The teacher has grown tired of the traditional scoring metrics. They instead decide that it is most important that the students don’t disbelieve true news stories. To incentivize this, the teacher will only grade questions for which the answer is True. “It’s more important that my students correctly identify the True statements as True. They should catch every True story, so I’ll grade them that way,” they think to themselves. The quiz grade will be the number of answers correctly assigned to true divided by all number of questions where the correct answer is True (true positives + false negatives). This is known as the true positive rate (TPR), sensitivity, or recall.

The students in our hypothetical class see a beautiful flaw in the teachers plan; if they answer all the questions as True, they will get 100% on their quiz because they have no false negatives! After grading quiz 1, our hypothetical instructor reconsiders.

“I was wrong,” the teacher considers. “It is important that my students not believe everything they read. For quiz 2, I’ll grade them on just on the questions they mark as True. Their skepticism is most important.” The quiz grade in this case is the number of answers correctly assigned to true divided by the number of answers the class answered as True (true positives + false positives).
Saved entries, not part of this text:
//! Embedding backends.
//!
//! Defines the [`Embedder`] trait and its implementations:
//! - **[`OpenAIEmbedder`]**: `POST {url}/embeddings` on the OpenAI API (or any
//!   compatible gateway).
//! - **[`OllamaEmbedder`]**: `POST {url}/api/embed` on a local Ollama instance.
//! - **`LocalEmbedder`**: in-process inference via fastembed, behind the
//!   `local-embeddings` feature.
//!
//! Texts are sent in batches of `embedding.batch_size`. Failures are returned
//! straight to the caller as [`Error::Embedding`]; nothing is retried.
//!
//! Use [`create_embedder`] to build the backend named in the configuration.

use std::sync::Arc;
use std::time::Duration;

use async_trait::async_trait;

use crate::config::EmbeddingConfig;
use crate::error::{Error, Result};

const OPENAI_URL: &str = "https://api.openai.com/v1";
const OLLAMA_URL: &str = "http://localhost:11434";

/// A text embedding backend.
///
/// Implementations must return exactly one vector per input text, in input
/// order, each of length [`dims`](Embedder::dims).
#[async_trait]
pub trait Embedder: Send + Sync {
    /// Model identifier, recorded in the persisted index.
    fn model_name(&self) -> &str;
    /// Vector dimensionality.
    fn dims(&self) -> usize;
    /// Embed a batch of texts.
    async fn embed(&self, texts: &[String]) -> Result<Vec<Vec<f32>>>;
}

/// Embed a single query text.
pub async fn embed_query(embedder: &dyn Embedder, text: &str) -> Result<Vec<f32>> {
    embedder
        .embed(&[text.to_string()])
        .await?
        .into_iter()
        .next()
        .ok_or_else(|| Error::Embedding("empty embedding response".to_string()))
}

fn http_client(timeout_secs: u64) -> Result<reqwest::Client> {
    reqwest::Client::builder()
        .timeout(Duration::from_secs(timeout_secs))
        .build()
        .map_err(Error::embedding)
}

// ============ OpenAI ============

/// Embedder backed by the OpenAI embeddings API.
///
/// Requires `OPENAI_API_KEY` in the environment unless a key is passed to
/// [`OpenAIEmbedder::with_api_key`].
pub struct OpenAIEmbedder {
    client: reqwest::Client,
    url: String,
    api_key: String,
    model: String,
    dims: usize,
    batch_size: usize,
}

impl OpenAIEmbedder {
    pub fn new(config: &EmbeddingConfig) -> Result<Self> {
        let api_key = std::env::var("OPENAI_API_KEY").map_err(|_| {
            Error::Embedding("OPENAI_API_KEY environment variable not set".to_string())
        })?;
        Self::with_api_key(config, api_key)
    }

    pub fn with_api_key(config: &EmbeddingConfig, api_key: impl Into<String>) -> Result<Self> {
        Ok(Self {
            client: http_client(config.timeout_secs)?,
            url: config
                .url
                .clone()
                .unwrap_or_else(|| OPENAI_URL.to_string())
                .trim_end_matches('/')
                .to_string(),
            api_key: api_key.into(),
            model: config
                .model
                .clone()
                .unwrap_or_else(|| "text-embedding-ada-002".to_string()),
            dims: config.dims.unwrap_or(1536),
            batch_size: config.batch_size,
        })
    }

    async fn embed_batch(&self, texts: &[String]) -> Result<Vec<Vec<f32>>> {
        let body = serde_json::json!({
            "model": self.model,
            "input": texts,
        });

        let response = self
            .client
            .post(format!("{}/embeddings", self.url))
            .bearer_auth(&self.api_key)
            .json(&body)
            .send()
            .await
            .map_err(|e| Error::Embedding(format!("OpenAI request failed: {}", e)))?;

        let status = response.status();
        if !status.is_success() {
            let body_text = response.text().await.unwrap_or_default();
            return Err(Error::Embedding(format!(
                "OpenAI API error {}: {}",
                status, body_text
            )));
        }

        let json: serde_json::Value = response.json().await.map_err(Error::embedding)?;
        parse_openai_response(&json)
    }
}

#[async_trait]
impl Embedder for OpenAIEmbedder {
    fn model_name(&self) -> &str {
        &self.model
    }
    fn dims(&self) -> usize {
        self.dims
    }

    async fn embed(&self, texts: &[String]) -> Result<Vec<Vec<f32>>> {
        let mut vectors = Vec::with_capacity(texts.len());
        for batch in texts.chunks(self.batch_size) {
            let embedded = self.embed_batch(batch).await?;
            check_batch_len(batch.len(), embedded.len())?;
            vectors.extend(embedded);
        }
        tracing::debug!(count = vectors.len(), model = %self.model, "embedded texts");
        Ok(vectors)
    }
}

/// Parse `data[].embedding` from an OpenAI response, ordered by `data[].index`.
fn parse_openai_response(json: &serde_json::Value) -> Result<Vec<Vec<f32>>> {
    let data = json
        .get("data")
        .and_then(|d| d.as_array())
        .ok_or_else(|| Error::Embedding("invalid OpenAI response: missing data array".into()))?;

    let mut indexed = Vec::with_capacity(data.len());
    for (position, item) in data.iter().enumerate() {
        let index = item
            .get("index")
            .and_then(|i| i.as_u64())
            .map(|i| i as usize)
            .unwrap_or(position);
        let embedding = item
            .get("embedding")
            .and_then(|e| e.as_array())
            .ok_or_else(|| Error::Embedding("invalid OpenAI response: missing embedding".into()))?;
        indexed.push((index, to_f32_vec(embedding)?));
    }

    indexed.sort_by_key(|(index, _)| *index);
    Ok(indexed.into_iter().map(|(_, v)| v).collect())
}

// ============ Ollama ============

/// Embedder backed by a local Ollama instance.
pub struct OllamaEmbedder {
    client: reqwest::Client,
    url: String,
    model: String,
    dims: usize,
    batch_size: usize,
}

impl OllamaEmbedder {
    pub fn new(config: &EmbeddingConfig) -> Result<Self> {
        Ok(Self {
            client: http_client(config.timeout_secs)?,
            url: config
                .url
                .clone()
                .unwrap_or_else(|| OLLAMA_URL.to_string())
                .trim_end_matches('/')
                .to_string(),
            model: config
                .model
                .clone()
                .unwrap_or_else(|| "nomic-embed-text".to_string()),
            dims: config.dims.unwrap_or(768),
            batch_size: config.batch_size,
        })
    }
}

#[async_trait]
impl Embedder for OllamaEmbedder {
    fn model_name(&self) -> &str {
        &self.model
    }
    fn dims(&self) -> usize {
        self.dims
    }

    async fn embed(&self, texts: &[String]) -> Result<Vec<Vec<f32>>> {
        let mut vectors = Vec::with_capacity(texts.len());
        for batch in texts.chunks(self.batch_size) {
            let body = serde_json::json!({
                "model": self.model,
                "input": batch,
            });

            let response = self
                .client
                .post(format!("{}/api/embed", self.url))
                .json(&body)
                .send()
                .await
                .map_err(|e| {
                    Error::Embedding(format!(
                        "Ollama connection error (is Ollama running at {}?): {}",
                        self.url, e
                    ))
                })?;

            let status = response.status();
            if !status.is_success() {
                let body_text = response.text().await.unwrap_or_default();
                return Err(Error::Embedding(format!(
                    "Ollama API error {}: {}",
                    status, body_text
                )));
            }

            let json: serde_json::Value = response.json().await.map_err(Error::embedding)?;
            let embedded = parse_ollama_response(&json)?;
            check_batch_len(batch.len(), embedded.len())?;
            vectors.extend(embedded);
        }
        Ok(vectors)
    }
}

fn parse_ollama_response(json: &serde_json::Value) -> Result<Vec<Vec<f32>>> {
    let embeddings = json
        .get("embeddings")
        .and_then(|e| e.as_array())
        .ok_or_else(|| {
            Error::Embedding("invalid Ollama response: missing embeddings array".into())
        })?;

    embeddings
        .iter()
        .map(|embedding| {
            let values = embedding.as_array().ok_or_else(|| {
                Error::Embedding("invalid Ollama response: embedding is not an array".into())
            })?;
            to_f32_vec(values)
        })
        .collect()
}

// ============ Local (fastembed) ============

/// In-process embedder using fastembed. The model is downloaded from Hugging
/// Face on first use and cached; after that no network access is needed.
#[cfg(feature = "local-embeddings")]
pub struct LocalEmbedder {
    model: Arc<std::sync::Mutex<fastembed::TextEmbedding>>,
    model_name: String,
    dims: usize,
    batch_size: usize,
}

#[cfg(feature = "local-embeddings")]
impl LocalEmbedder {
    pub fn new(config: &EmbeddingConfig) -> Result<Self> {
        let model_name = config
            .model
            .clone()
            .unwrap_or_else(|| "all-minilm-l6-v2".to_string());
        let (fastembed_model, default_dims) = local_model(&model_name)?;
        let model = fastembed::TextEmbedding::try_new(
            fastembed::InitOptions::new(fastembed_model).with_show_download_progress(true),
        )
        .map_err(|e| {
            Error::Embedding(format!("failed to initialize local embedding model: {}", e))
        })?;

        Ok(Self {
            model: Arc::new(std::sync::Mutex::new(model)),
            model_name,
            dims: config.dims.unwrap_or(default_dims),
            batch_size: config.batch_size,
        })
    }
}

#[cfg(feature = "local-embeddings")]
fn local_model(name: &str) -> Result<(fastembed::EmbeddingModel, usize)> {
    use fastembed::EmbeddingModel;
    match name {
        "all-minilm-l6-v2" => Ok((EmbeddingModel::AllMiniLML6V2, 384)),
        "bge-small-en-v1.5" => Ok((EmbeddingModel::BGESmallENV15, 384)),
        "bge-base-en-v1.5" => Ok((EmbeddingModel::BGEBaseENV15, 768)),
        "bge-large-en-v1.5" => Ok((EmbeddingModel::BGELargeENV15, 1024)),
        "nomic-embed-text-v1.5" => Ok((EmbeddingModel::NomicEmbedTextV15, 768)),
        other => Err(Error::Embedding(format!(
            "unknown local embedding model: '{}'. Supported models: \
             all-minilm-l6-v2, bge-small-en-v1.5, bge-base-en-v1.5, bge-large-en-v1.5, \
             nomic-embed-text-v1.5",
            other
        ))),
    }
}

#[cfg(feature = "local-embeddings")]
#[async_trait]
impl Embedder for LocalEmbedder {
    fn model_name(&self) -> &str {
        &self.model_name
    }
    fn dims(&self) -> usize {
        self.dims
    }

    async fn embed(&self, texts: &[String]) -> Result<Vec<Vec<f32>>> {
        let model = Arc::clone(&self.model);
        let texts = texts.to_vec();
        let batch_size = self.batch_size;

        tokio::task::spawn_blocking(move || {
            let mut model = model
                .lock()
                .map_err(|_| Error::Embedding("local embedding model lock poisoned".into()))?;
            model
                .embed(texts, Some(batch_size))
                .map_err(|e| Error::Embedding(format!("local embedding failed: {}", e)))
        })
        .await
        .map_err(Error::embedding)?
    }
}

// ============ Helpers ============

fn to_f32_vec(values: &[serde_json::Value]) -> Result<Vec<f32>> {
    values
        .iter()
        .map(|v| {
            v.as_f64()
                .map(|f| f as f32)
                .ok_or_else(|| Error::Embedding("embedding contains a non-numeric value".into()))
        })
        .collect()
}

fn check_batch_len(sent: usize, received: usize) -> Result<()> {
    if sent != received {
        return Err(Error::Embedding(format!(
            "backend returned {} vectors for {} inputs",
            received, sent
        )));
    }
    Ok(())
}

/// Build the embedder named by `config.provider`.
///
/// | Config Value | Embedder |
/// |-------------|----------|
/// | `"openai"` | [`OpenAIEmbedder`] |
/// | `"ollama"` | [`OllamaEmbedder`] |
/// | `"local"` | `LocalEmbedder` (requires the `local-embeddings` feature) |
pub fn create_embedder(config: &EmbeddingConfig) -> Result<Arc<dyn Embedder>> {
    match config.provider.as_str() {
        "openai" => Ok(Arc::new(OpenAIEmbedder::new(config)?)),
        "ollama" => Ok(Arc::new(OllamaEmbedder::new(config)?)),
        #[cfg(feature = "local-embeddings")]
        "local" => Ok(Arc::new(LocalEmbedder::new(config)?)),
        #[cfg(not(feature = "local-embeddings"))]
        "local" => Err(Error::Embedding(
            "local embedding provider requires --features local-embeddings".to_string(),
        )),
        other => Err(Error::Embedding(format!(
            "unknown embedding provider: {}",
            other
        ))),
    }
}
This measure is known as the Positive Predictive Value (PPV), or precision.

The students get word of their teacher’s new plan and decide that they will pick only the news article they are most sure is true and then answer false for all the other answers. As long as they get that one question right, they will get 100% on the quiz (since they won’t have any false positives). After one too many students writes, “I know one thing; that I know nothing” on their quiz, the teacher decides there must be a better way.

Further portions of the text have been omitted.